4

For hours the makeshift army, after emerging from the outskirts of the township, had proceeded stealthily through the darkness. Just before dawn it halted in a shallow incline. In as near to silence as could be managed, the marshals made themselves busy putting order into the host, getting infantry, vehicles and artillery ready to move forward into the attack.

On the brow of the rise, Jasperodus consulted with others of the defence committee. The enemy was camped four miles to the west. The hope had been to attack in darkness so as to take advantage of the Borgors’ natural need to sleep at night, but due to the cautiousness of the advance the journey had taken longer than anticipated.

Jasperodus was already beginning to take a dim view of the probable outcome of the battle. An emotion fatal to armies was beginning to pervade the expedition: fear, a reaction to which free robots were particularly prone in the face of physical danger. All through the night the army had been steadily melting away. The scouts had intercepted many of the defectors and brought them back, but Jasperodus thought that up to a quarter of the force might have vanished.

The committee itself was staunch, of course, and the robots of the new Bellum class were fearless in all circumstances. But there were only a few of those.

By radio speech, the committee convocator had been receiving reports from the marshals. He looked at each of his colleagues in turn.

‘All appears ready,’ he said.

‘We must not delay,’ Jasperodus urged. ‘Order the attack.’

The Bellum nodded. Silently he used his speech set to send a radio signal to the township.

The plan was simple enough. An air strike for cover while they crossed the four miles to the Borgor camp. Then an onslaught to annihilate the dazed and disorganised Borgors—or at least punish them enough so that they were forced to withdraw. In a resonant, braying voice, the convocator bawled a command.

‘For-W-A-R-R-D’

The assembly was galvanised. The marshals—themselves Bellums for the most part—urged the first rank up the incline. The rest followed closely in a continuous flow of clinking metal and softly roaring engines. Then, on level ground, the assorted cavalcade set off at a frantic rush.

The marshals had learned from their experiences of the night that the main mass of infantry had to be kept penned in. Carrier vehicles, motorised beamers, catapults and rocket racks travelled in two columns that herded the foot soldiery between them, while a few vehicles at the rear dealt with stragglers. Any robots that could clung to the motorised transport, but most carried their weapons at the run, stumbling and falling. All need for caution was gone. The drone of engines, the thudding of metal feet on hard earth, became a rising rumble that from a distance must have sounded like the mutter of thunder.

Jasperodus looked down on the jostling horde from the deck of a rocket launcher. Then, after a few minutes, he looked up and saw the air strike arriving: it consisted of his own transporter and some similar but smaller aircraft, simple in construction and carrying light loads of bombs and rockets.
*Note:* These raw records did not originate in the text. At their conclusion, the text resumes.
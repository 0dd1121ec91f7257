//! Retry with capped exponential backoff.

use std::future::Future;
use std::time::Duration;

use stockfeed_config::RetrySettings;
use stockfeed_types::TransportError;
use tracing::warn;

/// Retry policy for transient transport failures.
#[derive(Debug, Clone, PartialEq, Eq)]
pub struct RetryPolicy {
    max_retries: u32,
    base_delay_ms: u64,
    max_delay_ms: u64,
}

impl RetryPolicy {
    /// Creates a policy from retry settings.
    #[must_use]
    pub const fn new(settings: &RetrySettings) -> Self {
        Self {
            max_retries: settings.max_retries,
            base_delay_ms: settings.base_delay_ms,
            max_delay_ms: settings.max_delay_ms,
        }
    }

    /// A policy that never retries.
    #[must_use]
    pub const fn none() -> Self {
        Self {
            max_retries: 0,
            base_delay_ms: 0,
            max_delay_ms: 0,
        }
    }

    /// Returns the retry budget after the first attempt.
    #[must_use]
    pub const fn max_retries(&self) -> u32 {
        self.max_retries
    }

    /// Calculates the delay before retry number `attempt` (1-based).
    ///
    /// `base * 2^attempt`, capped at the maximum, with a deterministic
    /// jitter of up to +/-25%.
    #[must_use]
    pub fn backoff_delay(&self, attempt: u32) -> Duration {
        let exp_delay = self
            .base_delay_ms
            .saturating_mul(1u64 << attempt.min(10));
        let capped = exp_delay.min(self.max_delay_ms);

        let jitter_range = capped / 4;
        let delay = if jitter_range > 0 {
            let offset = (u64::from(attempt) * 17) % (jitter_range * 2);
            (capped + offset).saturating_sub(jitter_range)
        } else {
            capped
        };
        Duration::from_millis(delay.min(self.max_delay_ms))
    }

    /// Runs `operation` until it succeeds, fails permanently, or the retry
    /// budget is spent.
    ///
    /// # Errors
    ///
    /// Returns the last error from `operation`.
    pub async fn run<T, F, Fut>(&self, mut operation: F) -> Result<T, TransportError>
    where
        F: FnMut() -> Fut,
        Fut: Future<Output = Result<T, TransportError>>,
    {
        let mut attempt = 0;
        loop {
            match operation().await {
                Ok(value) => return Ok(value),
                Err(e) if e.is_retryable() && attempt < self.max_retries => {
                    attempt += 1;
                    let delay = self.backoff_delay(attempt);
                    warn!(
                        error = %e,
                        attempt,
                        max_retries = self.max_retries,
                        ?delay,
                        "retrying upstream request"
                    );
                    tokio::time::sleep(delay).await;
                }
                Err(e) => return Err(e),
            }
        }
    }
}

impl Default for RetryPolicy {
    fn default() -> Self {
        Self::new(&RetrySettings::default())
    }
}
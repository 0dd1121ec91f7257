//! Output format abstraction.

use std::io::Write;

use stockfeed_types::Table;
use thiserror::Error;

use crate::{CsvFormatter, JsonFormatter};

/// Output format identifier.
#[derive(Debug, Clone, Copy, PartialEq, Eq, Hash, Default)]
pub enum OutputFormat {
    /// Comma-separated values.
    #[default]
    Csv,
    /// Tab-separated values.
    Tsv,
    /// JSON array of row objects.
    Json,
    /// Newline-delimited JSON, one row object per line.
    Ndjson,
}

impl OutputFormat {
    /// Returns the file extension for this format.
    #[must_use]
    pub const fn extension(&self) -> &'static str {
        match self {
            Self::Csv => "csv",
            Self::Tsv => "tsv",
            Self::Json => "json",
            Self::Ndjson => "ndjson",
        }
    }

    /// Returns all available formats.
    #[must_use]
    pub const fn all() -> &'static [Self] {
        &[Self::Csv, Self::Tsv, Self::Json, Self::Ndjson]
    }

    /// Writes a table with this format's default formatter.
    ///
    /// # Errors
    ///
    /// Returns an error if writing fails.
    pub fn write_table<W: Write>(&self, table: &Table, writer: W) -> Result<(), FormatError> {
        match self {
            Self::Csv => CsvFormatter::new().write_table(table, writer),
            Self::Tsv => CsvFormatter::tsv().write_table(table, writer),
            Self::Json => JsonFormatter::new().write_table(table, writer),
            Self::Ndjson => JsonFormatter::ndjson().write_table(table, writer),
        }
    }
}

impl std::fmt::Display for OutputFormat {
    fn fmt(&self, f: &mut std::fmt::Formatter<'_>) -> std::fmt::Result {
        write!(f, "{}", self.extension())
    }
}

impl std::str::FromStr for OutputFormat {
    type Err = FormatError;

    fn from_str(s: &str) -> Result<Self, Self::Err> {
        match s.to_lowercase().as_str() {
            "csv" => Ok(Self::Csv),
            "tsv" | "tab" => Ok(Self::Tsv),
            "json" => Ok(Self::Json),
            "ndjson" | "jsonl" => Ok(Self::Ndjson),
            _ => Err(FormatError::UnknownFormat(s.to_string())),
        }
    }
}

/// Errors that can occur during formatting.
#[derive(Error, Debug)]
pub enum FormatError {
    /// Unknown output format.
    #[error("Unknown format: {0}")]
    UnknownFormat(String),

    /// I/O error.
    #[error("I/O error: {0}")]
    Io(#[from] std::io::Error),

    /// JSON serialization error.
    #[error("JSON error: {0}")]
    Json(#[from] serde_json::Error),

    /// CSV writer error.
    #[error("CSV error: {0}")]
    Csv(#[from] ::csv::Error),
}

/// Trait for table formatters.
pub trait Formatter: Send + Sync {
    /// Writes a table to the output.
    ///
    /// # Errors
    ///
    /// Returns an error if writing fails.
    fn write_table<W: Write>(&self, table: &Table, writer: W) -> Result<(), FormatError>;

    /// Returns the file extension for this format.
    fn extension(&self) -> &str;

    /// Formats a table into a string.
    ///
    /// # Errors
    ///
    /// Returns an error if formatting fails.
    fn render(&self, table: &Table) -> Result<String, FormatError> {
        let mut buf = Vec::new();
        self.write_table(table, &mut buf)?;
        Ok(String::from_utf8_lossy(&buf).into_owned())
    }
}
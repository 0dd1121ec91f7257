//! Core types for the stockfeed market data pipeline.
//!
//! This crate provides the data structures shared by every other stockfeed
//! crate:
//!
//! - [`Symbol`], [`DateRange`], [`Resolution`] and [`Period`] - validated inputs
//! - [`RequestParams`] and the other `*Params` types - normalized request parameters
//! - [`OptionFilter`] - bounds for collecting option contracts across expirations
//! - [`Table`] - the normalized, time-indexed result of a fetch
//! - [`FeedError`] - the error taxonomy surfaced to callers

#![doc(issue_tracker_base_url = "https://github.com/stockfeed/stockfeed/issues/")]
#![cfg_attr(docsrs, feature(doc_cfg, doc_auto_cfg))]
#![warn(missing_docs)]
#![forbid(unsafe_code)]

mod date_range;
mod error;
mod kind;
mod options;
mod params;
mod resolution;
mod symbol;
mod table;

pub use date_range::{DATE_FORMAT, DateRange, IntoDate, Period};
pub use error::{FeedError, Result, TransportError, ValidationError};
pub use kind::DataKind;
pub use options::{ExpiriesParams, OptionChainParams, OptionFilter, OptionSide};
pub use params::{
    EventKind, EventParams, FetchParams, Frequency, MAX_EVENT_LIMIT, MarketParams, ProfileParams,
    ReportType, RequestParams, StatementParams,
};
pub use resolution::{IntoResolution, Resolution};
pub use symbol::Symbol;
pub use table::{Column, ColumnType, Row, Table, TableError, TimeIndex, Value};
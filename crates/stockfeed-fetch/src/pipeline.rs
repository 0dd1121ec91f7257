//! The fetch-cache-validate pipeline shared by every fetcher.

use std::sync::Arc;
use std::time::Duration;

use stockfeed_cache::{Cache, Fingerprint, SingleFlight};
use stockfeed_config::{Endpoints, Settings};
use stockfeed_types::{FeedError, Result, Table};
use tracing::{debug, warn};

use crate::client::{HttpTransport, Transport};
use crate::endpoint::Endpoint;
use crate::rate_limit::RateLimiter;
use crate::retry::RetryPolicy;

/// Cache lookup, single-flight, rate limiting, transport, normalization and
/// cache store, in that order.
///
/// One pipeline is shared by all fetchers so they draw on the same cache
/// and request budget.
#[derive(Debug)]
pub struct Pipeline {
    transport: Arc<dyn Transport>,
    cache: Cache,
    flights: SingleFlight,
    limiter: RateLimiter,
    retry: RetryPolicy,
    endpoints: Endpoints,
    timeout: Duration,
    max_concurrency: usize,
}

impl Pipeline {
    /// Builds a pipeline backed by [`HttpTransport`].
    ///
    /// # Errors
    ///
    /// Returns an error if the settings are invalid, the HTTP client cannot
    /// be built, or the cache directory cannot be created.
    pub fn new(settings: &Settings) -> Result<Self> {
        let transport = HttpTransport::new(&settings.http)?;
        Self::with_transport(settings, Arc::new(transport))
    }

    /// Builds a pipeline over a caller-supplied transport.
    ///
    /// # Errors
    ///
    /// Returns an error if the settings are invalid or the cache directory
    /// cannot be created.
    pub fn with_transport(settings: &Settings, transport: Arc<dyn Transport>) -> Result<Self> {
        settings.validate()?;
        Ok(Self {
            transport,
            cache: Cache::from_settings(&settings.cache)?,
            flights: SingleFlight::new(),
            limiter: RateLimiter::new(settings.http.requests_per_second),
            retry: RetryPolicy::new(&settings.retry),
            endpoints: settings.endpoints.clone(),
            timeout: settings.http.timeout(),
            max_concurrency: settings.http.max_concurrency.max(1),
        })
    }

    /// Replaces the cache.
    #[must_use]
    pub fn with_cache(mut self, cache: Cache) -> Self {
        self.cache = cache;
        self
    }

    /// Replaces the rate limiter.
    #[must_use]
    pub fn with_rate_limiter(mut self, limiter: RateLimiter) -> Self {
        self.limiter = limiter;
        self
    }

    /// Returns the shared cache.
    #[must_use]
    pub const fn cache(&self) -> &Cache {
        &self.cache
    }

    /// Returns the retry policy.
    #[must_use]
    pub const fn retry_policy(&self) -> &RetryPolicy {
        &self.retry
    }

    /// Upper bound on concurrent requests issued by batch fetches.
    #[must_use]
    pub const fn max_concurrency(&self) -> usize {
        self.max_concurrency
    }

    /// Fetches the table for validated parameters.
    ///
    /// Concurrent calls with equal parameters share one upstream request.
    /// Failures are never cached, and neither is a response left with no
    /// rows after post-processing.
    ///
    /// # Errors
    ///
    /// Returns [`FeedError::Transport`](stockfeed_types::FeedError::Transport)
    /// when the request fails after retries, and
    /// [`FeedError::EmptyResult`](stockfeed_types::FeedError::EmptyResult) or
    /// [`FeedError::MalformedPayload`](stockfeed_types::FeedError::MalformedPayload)
    /// when the response holds no usable rows.
    pub async fn run<P: Endpoint>(&self, params: &P) -> Result<Table> {
        let fingerprint = Fingerprint::of(params)?;
        if let Some(table) = self.cache.lookup(&fingerprint) {
            debug!(kind = %P::KIND, %fingerprint, "cache hit");
            return Ok(table);
        }

        let _flight = self.flights.acquire(fingerprint).await;
        if let Some(table) = self.cache.lookup(&fingerprint) {
            debug!(kind = %P::KIND, %fingerprint, "cache filled by concurrent request");
            return Ok(table);
        }

        let subject = params.subject();
        debug!(kind = %P::KIND, %fingerprint, %subject, "cache miss");

        let url = self.endpoints.url(P::KIND);
        let query = params.query();
        let table = {
            let (url, query) = (url.as_str(), query.as_slice());
            let (transport, limiter, timeout) = (&self.transport, &self.limiter, self.timeout);
            let payload = self
                .retry
                .run(move || async move {
                    limiter.acquire().await;
                    transport.get(url, query, timeout).await
                })
                .await?;
            params.finish(params.schema().normalize_bytes(&payload.body, &subject)?)?
        };
        if table.is_empty() {
            debug!(kind = %P::KIND, %subject, "no rows left after post-processing");
            return Err(FeedError::EmptyResult {
                kind: P::KIND,
                subject,
            });
        }

        if let Err(e) = self.cache.store(fingerprint, &table, self.cache.ttl()) {
            warn!(kind = %P::KIND, %fingerprint, error = %e, "failed to persist cache entry");
        }
        debug!(kind = %P::KIND, %subject, rows = table.len(), "fetched");
        Ok(table)
    }
}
The group whistled in from the south, curved towards the Borgor camp, and began bombing.

In return, beams licked skywards and, with little delay, missiles streaked towards the attackers. Two robot-piloted swept-winged aircraft exploded in midair as they circled to make a second run. Despite that, a ragged cheer came from the advancing army at the sound of explosions and the rising palls of smoke.

Then, with shocking promptness, Borgor warplanes came from out of the sun spitting missiles with practised skill. The impact on the collection of aircraft bombing the camp was devastating. Jasperodus’ carrier came crashing down immediately. The warplanes wheeled over the heads of the robot army, loosed more missiles and a brief burst of cannon fire, and went whirling back the way they had come.

In less than a minute of action they had annihilated the robot shanty town’s improvised air force. Only one plane remained and tried to flee. A camp-launched missile sent it spinning to the ground.

And the approaching column, which had fanned out as it came in sight of the enemy, slowed to a halt, altogether losing momentum.

It became frighteningly clear that the air strike had not achieved its aim, but might instead merely have served to alert the Borgors. Amid a furore of burning tents and mangled machinery the camp bustled. It was arming itself.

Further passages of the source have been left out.